Earlier today Wisconsin Congressman Paul Ryan was elected the 54th House speaker of the House of Representatives.
Here are five facts about the man who is third in line to the U.S. presidency:
1. Ryan grew up in Wisconsin and graduated from a Catholic high school before moving to Ohio to attend Miami University. In 1992 he graduated with a double major in economics and political science and moved to Washington, D.C. to work on Capitol Hill. Ryan worked his way from mailroom intern to the policy staff of the Senate small business committee under former Wisconsin Sen. Bob Kasten. He also worked for then Sam Brownback, then U.S. senator from Kansas, before returning to Wisconsin as a consultant to an earth-moving company run by another branch of his family.
2. Ryan was first elected to the House in 1998 and was reelected 8 times. Ryan became the ranking Republican member of the House Budget Committee in 2007 and served as its chairman from 2011 to 2015. Since then he has served as chairman of the House Ways and Means Committee, the chief tax-writing committee that oversees programs such as Social Security, Medicare, Temporary Assistance for Needy Families, and foster care and adoption programs. Ryan has also been a caucus member of the House Republican Caucus, Caucus of House Conservatives, International Conservation Caucus, Middle East Economic Partnership Caucus, and the Sportsmen's Caucus. In 2012, he became the running mate of Mitt Romney, joining the ticket as the Republican candidate for Vice President.

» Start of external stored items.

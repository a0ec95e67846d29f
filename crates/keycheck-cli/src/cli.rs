//! CLI argument parsing using clap derive

use std::path::PathBuf;

use clap::Parser;

use crate::commands::CheckOptions;

/// keycheck - Compare configuration sources with their canonical dumps
///
/// A file argument checks that file and prints whether it matches.
/// A directory argument checks every source below it and writes a CSV report.
#[derive(Parser, Debug)]
#[command(name = "keycheck")]
#[command(author, version, about, long_about = None)]
pub struct Cli {
    /// Source file or directory to check
    pub path: PathBuf,

    /// Also write the diff or error of every changed key to a .diff file
    #[arg(short, long)]
    pub write: bool,

    /// Copy the input to <output>/.keycheck-backup/<timestamp>/ before checking
    #[arg(short, long)]
    pub backup: bool,

    /// Configuration file (default: ./keycheck.toml when present)
    #[arg(short, long, value_name = "FILE", env = "KEYCHECK_CONFIG")]
    pub config: Option<PathBuf>,

    /// Directory receiving the report, details and backups (default: current directory)
    #[arg(short, long, value_name = "DIR")]
    pub output: Option<PathBuf>,

    /// Keys reconciled in parallel (overrides run.jobs)
    #[arg(short, long, value_name = "N", value_parser = clap::value_parser!(u16).range(1..))]
    pub jobs: Option<u16>,

    /// Enable verbose output
    #[arg(short, long)]
    pub verbose: bool,
}

impl Cli {
    pub fn check_options(&self) -> CheckOptions {
        CheckOptions {
            path: self.path.clone(),
            write: self.write,
            backup: self.backup,
            config: self.config.clone(),
            output: self.output.clone(),
            jobs: self.jobs.map(usize::from),
        }
    }
}

#[cfg(test)]
mod tests {
    use super::*;
    use clap::CommandFactory;

    #[test]
    fn verify_cli() {
        Cli::command().debug_assert();
    }

    #[test]
    fn parse_all_flags() {
        let cli = Cli::try_parse_from([
            "keycheck", "--write", "--backup", "--config", "k.toml", "--output", "out", "--jobs",
            "4", "-v", "conf",
        ])
        .unwrap();

        assert!(cli.write && cli.backup && cli.verbose);
        assert_eq!(cli.config, Some(PathBuf::from("k.toml")));
        assert_eq!(cli.output, Some(PathBuf::from("out")));
        assert_eq!(cli.check_options().jobs, Some(4));
        assert_eq!(cli.path, PathBuf::from("conf"));
    }

    #[test]
    fn parse_rejects_zero_jobs() {
        assert!(Cli::try_parse_from(["keycheck", "--jobs", "0", "conf"]).is_err());
    }

    #[test]
    fn parse_requires_path() {
        assert!(Cli::try_parse_from(["keycheck"]).is_err());
    }
}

3. At a 2005 symposium to celebrate the 100th birthday of Ayn Rand, Ryan reportedly credited the controversial atheist and author as the reason he got involved in public service. He also said in 2003 that he gave copies of Rand’s novel Atlas Shrugged to his staff as Christmas presents. He would later say, though, that his “purported obsession” with Rand was an “urban legend.”
“I reject her philosophy,” Ryan told National Review. “It’s an atheist philosophy. It reduces human interactions down to mere contracts and it is antithetical to my worldview. If somebody is going to try to paste a person’s view on epistemology to me, then give me Thomas Aquinas,” who believed that man needs divine help in the pursuit of knowledge. “Don’t give me Ayn Rand,” he said.
4. After the 2012 presidential election loss, Ryan began to focus on issues of poverty. In 2013 he began making monthly visits to inner-city neighborhoods with Bob Woodson of the Center for Neighborhood Enterprise. During the excursions, in which no media was allowed, Ryan sought ways to fight poverty that could replace “bureaucratic, top-down anti-poverty programs.” In an interview Ryan said that for too long many people have assumed that the fight against poverty was not their problem:
People have been just sort of given this notion that, “Pay your taxes, and government will fix this problem; don’t worry about it.” That’s not true. If poverty was just about material deprivation—and in some cases it is—but it’s also more than that. It’s about, like I say, isolation. It’s about addiction. It’s about being stuck in a failing school or abuse or needing a mentor. That means people need to get involved. That means people in their communities need to see and fight poverty eye to eye, soul to soul, person to person. And I think you can not underestimate or understate the importance of that.
5. Throughout his political career Ryan has remained a staunch advocate of the sanctify and protection of life. In 2010, Ryan described himself as being "as pro-life as a person gets,” adding “Issues come up, they’re unavoidable, and I’m never going to not vote pro-life.” The National Right to Life Committee has consistently given Ryan a "100 percent pro-life voting record" since he took office. Paul believes abortion should be illegal even in cases of rape, and only makes an exception for situations where the woman's life is at risk. He has argued that all human beings, including the unborn, are entitled to natural rights. “Conservatives can bridge the gap on issues of life and choice,” wrote Ryan, “by building on the solid rock of natural rights, which belong, not just to some, but to all human beings.”